# Swedish: To do errands



## ThomasK

I run errands: how do you express that in your languages? I looked it up and got references to _*handla *(ind)_ [in which I recognize Dutch _handelen_, to trade], probably meaning "to run errands" (going for groceries)...


----------



## Swedish Anna

In Swedish you can say _göra ärenden - _"do errands".


----------



## ThomasK

Really? So basically the same as r_*unning errands *_(a/är referring to some kind of message)?


----------



## Swedish Anna

You use _springa ärenden_ ("run errands")  or _gå ärenden_ (literally "walk errands") when you do errands for somebody else.


----------



## AutumnOwl

"Jag har några ärenden att uträtta på stan" is something I've said, but I'm not familiar with springa or gå ärenden.


----------



## ThomasK

Google T tells me that "uträtta" is something like "to deal with". Am I right that that sounds a little bit like hard work, or at least not really light, etymologically for example?


----------



## MattiasNYC

"Gå/springa/uträtta ärenden" are all good in my book. I would maybe say that where I'm from (mid-east) I'd expect "springa" to imply a bit more of a set of errands that are fit into a busy day between other things. 

I actually don't really recall "göra ärenden", but I can absolutely see how that would be used by some.



ThomasK said:


> Google T tells me that "uträtta" is something like "to deal with". Am I right that that sounds a little bit like hard work, or at least not really light, etymologically for example?

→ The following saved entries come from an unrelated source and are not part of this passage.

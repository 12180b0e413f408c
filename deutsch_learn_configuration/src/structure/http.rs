use std::env::VarError;

use serde::Deserialize;

use crate::environment::EnvironmentReader;
use crate::traits::TryResolve;
use crate::{EnvironmentVariableError, HttpConfigurationError};


#[derive(Deserialize, Debug, Clone)]
pub(crate) struct UnresolvedHttpConfiguration {
    host: String,

    port: u16,

    allowed_origins: Vec<String>,
}

impl UnresolvedHttpConfiguration {
    pub(crate) fn from_environment<F>(
        environment: &EnvironmentReader<F>,
    ) -> Result<Self, EnvironmentVariableError>
    where
        F: Fn(&str) -> Result<String, VarError>,
    {
        let allowed_origins = environment
            .read("ALLOWED_ORIGINS")?
            .split(',')
            .map(str::to_string)
            .collect();

        Ok(Self {
            host: environment.read("API_HOST")?,
            port: environment.read_as_type("API_PORT")?,
            allowed_origins,
        })
    }
}


/// Actix HTTP server-related configuration.
#[derive(Debug, Clone)]
pub struct HttpConfiguration {
    /// Host to bind the HTTP server to.
    pub host: String,

    /// Port to bind the HTTP server to.
    pub port: u16,

    /// Origins allowed to make cross-origin requests.
    /// Trimmed and never empty; a `*` entry allows any origin.
    pub allowed_origins: Vec<String>,
}

impl HttpConfiguration {
    pub fn allows_any_origin(&self) -> bool {
        self.allowed_origins.iter().any(|origin| origin == "*")
    }
}

impl TryResolve for UnresolvedHttpConfiguration {
    type Resolved = HttpConfiguration;
    type Error = HttpConfigurationError;

    fn try_resolve(self) -> Result<Self::Resolved, Self::Error> {
        let allowed_origins: Vec<String> = self
            .allowed_origins
            .into_iter()
            .map(|origin| origin.trim().to_string())
            .filter(|origin| !origin.is_empty())
            .collect();

        if allowed_origins.is_empty() {
            return Err(HttpConfigurationError::NoAllowedOrigins);
        }

        Ok(HttpConfiguration {
            host: self.host,
            port: self.port,
            allowed_origins,
        })
    }
}
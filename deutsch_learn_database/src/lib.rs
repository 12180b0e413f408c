use std::borrow::Cow;

use sqlx::error::ErrorKind;
use thiserror::Error;

pub mod connection;
pub mod entities;
pub mod store;



#[derive(Debug, Error)]
pub enum QueryError {
    #[error("sqlx error")]
    SqlxError {
        #[from]
        #[source]
        error: sqlx::Error,
    },

    #[error("database inconsistency: {}", .problem)]
    DatabaseInconsistencyError { problem: Cow<'static, str> },
}

impl QueryError {
    pub fn database_inconsistency<R>(problem: R) -> Self
    where
        R: Into<Cow<'static, str>>,
    {
        Self::DatabaseInconsistencyError {
            problem: problem.into(),
        }
    }

    fn database_error_kind(&self) -> Option<ErrorKind> {
        match self {
            Self::SqlxError {
                error: sqlx::Error::Database(database_error),
            } => Some(database_error.kind()),
            _ => None,
        }
    }

    /// Returns `true` if the database rejected a write because it would
    /// violate a unique constraint.
    pub fn is_unique_violation(&self) -> bool {
        matches!(self.database_error_kind(), Some(ErrorKind::UniqueViolation))
    }

    /// Returns `true` if the database rejected a write because it would
    /// violate any constraint (unique, check, not-null or foreign key).
    pub fn is_constraint_violation(&self) -> bool {
        matches!(
            self.database_error_kind(),
            Some(kind) if !matches!(kind, ErrorKind::Other)
        )
    }
}



pub type QueryResult<R, E = QueryError> = Result<R, E>;



pub trait TryIntoExternalModel {
    type ExternalModel;
    type Error;

    fn try_into_external_model(self) -> Result<Self::ExternalModel, Self::Error>;
}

I don't think it implies more hard work or 'not light' work. To me it sounds more like just carrying out tasks (errands).


----------



## ThomasK

I see, but I'm just looking at it from my Dutch perspective, where we simply do them. _Uitvoeren_/_Carry out_/ _erledigen _would make it look too complex or too big or something.


----------



## AutumnOwl

ThomasK said:


> I see, but I'm just looking at it from my Dutch perspective, where we simply do them. _Uitvoeren_/_Carry out_/ _erledigen _would make it look too complex or too big or something.

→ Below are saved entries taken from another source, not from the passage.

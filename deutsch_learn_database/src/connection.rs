//! Connection pool setup and schema migrations.

use std::str::FromStr;
use std::time::Duration;

use sqlx::migrate::MigrateError;
use sqlx::sqlite::{SqliteConnectOptions, SqliteJournalMode, SqlitePoolOptions};
use sqlx::SqlitePool;
use tracing::{debug, info};


/// How long a connection waits for another connection's write lock.
const BUSY_TIMEOUT: Duration = Duration::from_secs(10);


fn is_in_memory_database_url(database_url: &str) -> bool {
    database_url.contains(":memory:") || database_url.contains("mode=memory")
}


/// Connects to the SQLite database at `database_url`, creating the database file if needed.
///
/// File databases use the WAL journal, so readers never wait on a writer.
/// An in-memory database only lives as long as its connection, so such pools are
/// limited to one connection that is never closed.
pub async fn establish_connection_pool(
    database_url: &str,
    max_connections: u32,
) -> Result<SqlitePool, sqlx::Error> {
    let connection_options = SqliteConnectOptions::from_str(database_url)?
        .create_if_missing(true)
        .busy_timeout(BUSY_TIMEOUT);

    let is_in_memory = is_in_memory_database_url(database_url);

    let connection_options = if is_in_memory {
        connection_options
    } else {
        connection_options.journal_mode(SqliteJournalMode::Wal)
    };

    let pool_options = if is_in_memory {
        debug!("Using an in-memory database, limiting the pool to a single connection.");

        SqlitePoolOptions::new()
            .min_connections(1)
            .max_connections(1)
            .idle_timeout(None)
            .max_lifetime(None)
    } else {
        SqlitePoolOptions::new()
            .idle_timeout(Some(Duration::from_secs(60 * 20)))
            .max_lifetime(Some(Duration::from_secs(60 * 60)))
            .min_connections(1)
            .max_connections(max_connections)
    };

    pool_options
        .test_before_acquire(true)
        .connect_with(connection_options)
        .await
}


/// Applies all embedded migrations that haven't been applied to the database yet.
pub async fn run_pending_migrations(database_pool: &SqlitePool) -> Result<(), MigrateError> {
    let migrator = sqlx::migrate!("./migrations");

    migrator.run(database_pool).await?;

    info!(
        total_migrations = migrator.iter().count(),
        "Database schema is up to date."
    );

    Ok(())
}
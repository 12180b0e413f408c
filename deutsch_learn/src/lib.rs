use actix_cors::Cors;
use actix_web::body::MessageBody;
use actix_web::dev::{ServiceFactory, ServiceRequest, ServiceResponse};
use actix_web::middleware::NormalizePath;
use actix_web::App;
use deutsch_learn_configuration::HttpConfiguration;
use tracing_actix_web::TracingLogger;

use crate::api::openapi::openapi_documentation_service;
use crate::api::{api_router, json_extractor_configuration};
use crate::state::ApplicationState;

pub mod api;
pub mod cli;
pub mod logging;
pub mod state;



/// Builds the CORS middleware from the configured allowed origins.
///
/// A single `*` entry allows any origin.
pub fn cors_middleware(http_configuration: &HttpConfiguration) -> Cors {
    let mut cors = Cors::default();

    if http_configuration.allows_any_origin() {
        cors = cors.allow_any_origin();
    } else {
        for allowed_origin in &http_configuration.allowed_origins {
            cors = cors.allowed_origin(allowed_origin);
        }
    }

    cors.allow_any_method()
        .allow_any_header()
        .supports_credentials()
        .expose_headers(vec!["Date", "Content-Type", "Content-Length"])
}


/// Assembles the actix application: middleware, shared state and all routes.
///
/// Used both by the server binary and by the integration tests.
pub fn build_application(
    state: ApplicationState,
) -> App<
    impl ServiceFactory<
        ServiceRequest,
        Config = (),
        Response = ServiceResponse<impl MessageBody>,
        Error = actix_web::Error,
        InitError = (),
    >,
> {
    let cors = cors_middleware(&state.configuration.http);

    App::new()
        .wrap(NormalizePath::trim())
        .wrap(cors)
        .wrap(TracingLogger::default())
        .app_data(json_extractor_configuration())
        .app_data(state)
        .service(openapi_documentation_service())
        .service(api_router())
}
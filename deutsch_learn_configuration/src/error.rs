use std::{borrow::Cow, ffi::OsString, io, path::PathBuf};

use thiserror::Error;


#[derive(Debug, Error)]
pub enum EnvironmentVariableError {
    #[error("missing environment variable {}", .key)]
    Missing { key: Cow<'static, str> },

    #[error("environment variable {} is not valid unicode: {:?}", .key, .value)]
    NotUnicode {
        key: Cow<'static, str>,
        value: OsString,
    },

    #[error("environment variable {} has a malformed value: {:?}", .key, .value)]
    Malformed {
        key: Cow<'static, str>,

        value: String,

        #[source]
        error: Box<dyn std::error::Error + Send + Sync>,
    },
}


#[derive(Debug, Error)]
pub enum LoggingConfigurationError {
    #[error(
        "invalid tracing filter of type {} (doesn't parse with EnvFilter): {}",
        .kind,
        .invalid_filter
    )]
    InvalidTracingFilter {
        invalid_filter: String,

        kind: Cow<'static, str>,

        #[source]
        error: tracing_subscriber::filter::ParseError,
    },
}


#[derive(Debug, Error)]
pub enum HttpConfigurationError {
    #[error("no allowed CORS origins were provided (expected at least one, or \"*\")")]
    NoAllowedOrigins,
}


#[derive(Debug, Error)]
pub enum ConfigurationResolutionError {
    #[error("error while resolving \"logging\" table")]
    LoggingConfigurationError {
        #[from]
        #[source]
        error: LoggingConfigurationError,
    },

    #[error("error while resolving \"http\" table")]
    HttpConfigurationError {
        #[from]
        #[source]
        error: HttpConfigurationError,
    },
}


#[derive(Debug, Error)]
pub enum ConfigurationLoadingError {
    #[error("unable to read configuration file at {}", .path.display())]
    UnableToReadConfigurationFile {
        path: PathBuf,

        #[source]
        error: io::Error,
    },

    #[error("failed to parse the contents of the configuration file as TOML")]
    ParsingError {
        #[from]
        #[source]
        error: toml::de::Error,
    },

    #[error("failed to read configuration from the environment")]
    EnvironmentError {
        #[from]
        #[source]
        error: EnvironmentVariableError,
    },

    #[error("failed to resolve and validate the contents of the configuration")]
    ResolutionError {
        #[from]
        #[source]
        error: ConfigurationResolutionError,
    },
}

So you wouldn't use "uitvoeren" fot this: uträtta sina behov - Wiktionary


----------



## ThomasK

Really, no. ;-) "Behoefte doen" ;-), loud and clear!

But of course: "behoefte" is a euphemism and I guess your _uträtta _is ironical... ;-)


----------



## raumar

ThomasK, you asked about "your languages", but your post was tagged "Swedish". Are you only interested in Swedish or in the other Scandinavian languages as well? 

Anyway, "handle" is a more narrow concept than "gjøre ærend" in Norwegian. I suppose it is the same in Swedish. "Å handle" means to shop, while "gjøre ærend" also includes non-shopping errands, such as going to the dentist or the library. 

Actually, I only use "gjøre ærend" if my errands include non-shopping errands. If I am just going for groceries, I use "handle".

Apart from that, the Norwegian use seems to match Swedish Anna's explanation in posts #2 and 4. We can say "gjøre ærend" or "ha ærend" (for example "Jeg har noen ærender i byen i dag"). I associate "gå/løpe/springe ærend" mainly with doing errands for others. "Utrette ærend" works in Norwegian too, but it is more formal (or even somewhat stilted) than "gjøre/ha ærend".


----------



## ThomasK

Thanks a lot. And yes, I was interested in all the variants within the Nordic (North Germanic???) languages... 

But can going to the dentist or to the library be an "errand" in Norwegian? But I seem to see a difference in the use of "going shopping"/ "running errands" here! I mean: buying groceries would be the very essence of the errands, at least in this area: the really necessary things. 

This is intriguing as for me. I thought the underlying concept would always be the same, but here I begin to wonder... But thanks for your message!!!


----------



## raumar

I think we use "ærend" in line with my English dictionary definition of "errand": "a short trip to accomplish a certain purpose". It does not matter whether the errand is really important or not. So, yes, going to the dentist, library, hairdresser, auto repair shop etc are typical "ærender". Buying groceries is also an "ærend", and it can certainly be included in a list of errands. I see "shopping" as a sub-category within the wider concept of "doing errands", and my point is just that the more specific word "handle" is my default option for describing shopping.


----------



## ThomasK

Maybe i was too strict in my definition, but I would not use the expression in some of those cases. But that was a linguistic observation, not a judgment!


----------